Berkley Gryder, Case Western Reserve University
Testing the Limits of Deep Learning for the Discovery of Covalent Disrupters of Protein-Protein Interactions
P300 is a histone acetyltransferase that acts on a wide-range of proteins in the cell. Unlike its homolog CREBBP (CBP), aberrant p300 activity is often implicated as critical in driving dysregulation and disease. In the case of Alveolar Rhabdomyosarcoma (aRMS), recruitment of p300 by the fusion protein PAX3-FOXO1 (P3F) is one of the key causes of the transcriptional activation of core regulatory transcription factors driving disease progression. Prior work has shown the limited utility of catalytic inhibitors in slowing disease progression, as well as the strong impacts of p300 degradation in some diseases. However, very little previous work has explored the prospect of targeting the specific protein-protein interaction implicated in driving aRMS. This proposed work will use deep learning enhanced docking techniques to probe the interaction space between p300 and P3F, combined with recent advances in machine-learning based small molecule discovery and refinement to provide a library of promising molecules to disrupt this key interaction. The goals of this work are not only to identify a set of drugs which could be synthesized as first-in-class p300-P3F covalent disrupters, but also to build a cutting-edge pipeline for model-based drug discovery based on structural proteomics and novel chemoinformatics.
Thomas Hales, University of Pittsburgh
Formal Abstracts in Mathematics
A major goal of the international math community is to obtain tools for the automated processing and transformation of mathematical documents. These tools do not currently exist in a satisfactory form and extensive research is oriented towards improving on this.
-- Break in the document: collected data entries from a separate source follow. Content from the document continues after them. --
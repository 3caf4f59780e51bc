//! Pure display-format transforms for card metadata.
//!
//! No I/O, no shared state; every function here yields the same output for
//! the same input on every call.

mod duration;
mod relative;
mod views;

pub use duration::format_duration;
pub use relative::{format_relative_time, format_relative_time_at};
pub use views::format_view_count;
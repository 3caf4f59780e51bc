/// Render an ISO 8601 duration (`PT(\d+H)?(\d+M)?(\d+S)?`) as a clock string.
///
/// Hours present renders `H:MM:SS`; otherwise `M:SS` with minutes unpadded
/// and seconds zero-padded to two digits. Input that does not match the
/// pattern fails softly to `"0:00"`.
pub fn format_duration(iso: &str) -> String {
    let Some(total) = parse_iso_duration_secs(iso) else {
        return "0:00".to_string();
    };

    let hours = total / 3600;
    let minutes = (total % 3600) / 60;
    let seconds = total % 60;
    if hours > 0 {
        format!("{hours}:{minutes:02}:{seconds:02}")
    } else {
        format!("{minutes}:{seconds:02}")
    }
}

/// Parse `PT(\d+H)?(\d+M)?(\d+S)?` into total seconds.
///
/// Designators must appear in H, M, S order, each at most once; missing
/// groups default to 0. Anything else is a mismatch.
fn parse_iso_duration_secs(iso: &str) -> Option<u64> {
    let rest = iso.strip_prefix("PT")?;

    // Designator rank must strictly increase: H(0) -> M(1) -> S(2).
    let mut total: u64 = 0;
    let mut last_rank: i8 = -1;
    let mut digits = String::new();
    for c in rest.chars() {
        if c.is_ascii_digit() {
            digits.push(c);
            continue;
        }
        let (rank, unit_secs) = match c {
            'H' => (0, 3600),
            'M' => (1, 60),
            'S' => (2, 1),
            _ => return None,
        };
        if digits.is_empty() || rank <= last_rank {
            return None;
        }
        let value: u64 = digits.parse().ok()?;
        total = total.checked_add(value.checked_mul(unit_secs)?)?;
        last_rank = rank;
        digits.clear();
    }
    if !digits.is_empty() {
        return None;
    }
    Some(total)
}

#[cfg(test)]
#[path = "../../tests/unit/format/duration.rs"]
mod tests;
use chrono::Utc;

use super::*;

fn at(iso: &str) -> chrono::DateTime<Utc> {
    chrono::DateTime::parse_from_rfc3339(iso)
        .unwrap()
        .with_timezone(&Utc)
}

#[test]
fn ninety_seconds_is_one_minute() {
    let now = at("2026-08-07T12:01:30Z");
    assert_eq!(
        format_relative_time_at("2026-08-07T12:00:00Z", now),
        "1 minute ago"
    );
}

#[test]
fn same_instant_is_just_now() {
    let now = at("2026-08-07T12:00:00Z");
    assert_eq!(
        format_relative_time_at("2026-08-07T12:00:00Z", now),
        "just now"
    );
}

#[test]
fn two_days_pluralizes() {
    let now = at("2026-08-07T00:00:00Z");
    assert_eq!(
        format_relative_time_at("2026-08-05T00:00:00Z", now),
        "2 days ago"
    );
}

#[test]
fn buckets_run_largest_to_smallest() {
    let now = at("2026-08-07T00:00:00Z");
    assert_eq!(
        format_relative_time_at("2026-08-06T23:59:59Z", now),
        "1 second ago"
    );
    assert_eq!(
        format_relative_time_at("2026-08-06T22:00:00Z", now),
        "2 hours ago"
    );
    assert_eq!(
        format_relative_time_at("2026-07-30T00:00:00Z", now),
        "1 week ago"
    );
}

#[test]
fn month_and_year_use_fixed_length_approximations() {
    let now = at("2026-08-07T00:00:00Z");
    // 45 days: more than a fixed 30-day month, less than two.
    assert_eq!(
        format_relative_time_at("2026-06-23T00:00:00Z", now),
        "1 month ago"
    );
    // 400 days: past a fixed 365-day year.
    assert_eq!(
        format_relative_time_at("2025-07-03T00:00:00Z", now),
        "1 year ago"
    );
}

#[test]
fn future_timestamps_collapse_to_just_now() {
    let now = at("2026-08-07T00:00:00Z");
    assert_eq!(
        format_relative_time_at("2026-08-08T00:00:00Z", now),
        "just now"
    );
}

#[test]
fn offset_timestamps_are_normalized() {
    let now = at("2026-08-07T12:00:00Z");
    assert_eq!(
        format_relative_time_at("2026-08-07T13:00:00+02:00", now),
        "1 hour ago"
    );
}
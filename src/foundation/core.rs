pub use kurbo::{Affine, BezPath, Circle, Point, Rect, RoundedRect, Vec2};

/// Output canvas dimensions in pixels.
#[derive(Clone, Copy, Debug, PartialEq, Eq, serde::Serialize, serde::Deserialize)]
pub struct Canvas {
    /// Width in pixels.
    pub width: u32,
    /// Height in pixels.
    pub height: u32,
}

/// Straight-alpha RGBA8 color.
#[derive(Clone, Copy, Debug, PartialEq, Eq, serde::Serialize, serde::Deserialize)]
pub struct Rgba8 {
    /// Red channel.
    pub r: u8,
    /// Green channel.
    pub g: u8,
    /// Blue channel.
    pub b: u8,
    /// Alpha channel.
    pub a: u8,
}

impl Rgba8 {
    /// Construct an opaque color.
    pub const fn opaque(r: u8, g: u8, b: u8) -> Self {
        Self { r, g, b, a: 255 }
    }

    /// Construct a color with explicit alpha.
    pub const fn new(r: u8, g: u8, b: u8, a: u8) -> Self {
        Self { r, g, b, a }
    }
}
The Formal Abstracts Project aims to provide mathematicians with software tools for stating their research results in a human/machine readable format amenable to formal verification. In order to achieve this goal, the Formal Abstracts Project has recognized the need for (1) a comprehensive vocabulary of mathematics, in order to state research results, and for (2) improved automated reasoning tools to aid in processing and formally verifying those statements. Using the startup allocation #TG-DMS190028, we have (1) applied techniques from Natural Language Processing (NLP) to produce a dataset of labeled definitions extracted from the entire arXiv mathematics corpus, and (2) applied deep learning to accelerate SAT solvers, a type of automated reasoning tool. We consider these successes to be promising first steps towards our ultimate goal. We propose a strategy to continue work in this vein, including a machine learning methodology that uses well-established techniques in NLP. This methodology consists of a detailed strategy to obtain and process the relevant data, and has been thoroughly peer-reviewed by the Mathematical Knowledge Management (MKM) community. Our group has received a major grant from the Alfred P. Sloan Foundation (G-2018-10067) to develop software and services for transforming mathematical results into formally structured data that machines can read, process, search, check, compute with, and learn from as logical statements. This puts our group in an ideal position to create this much needed resource.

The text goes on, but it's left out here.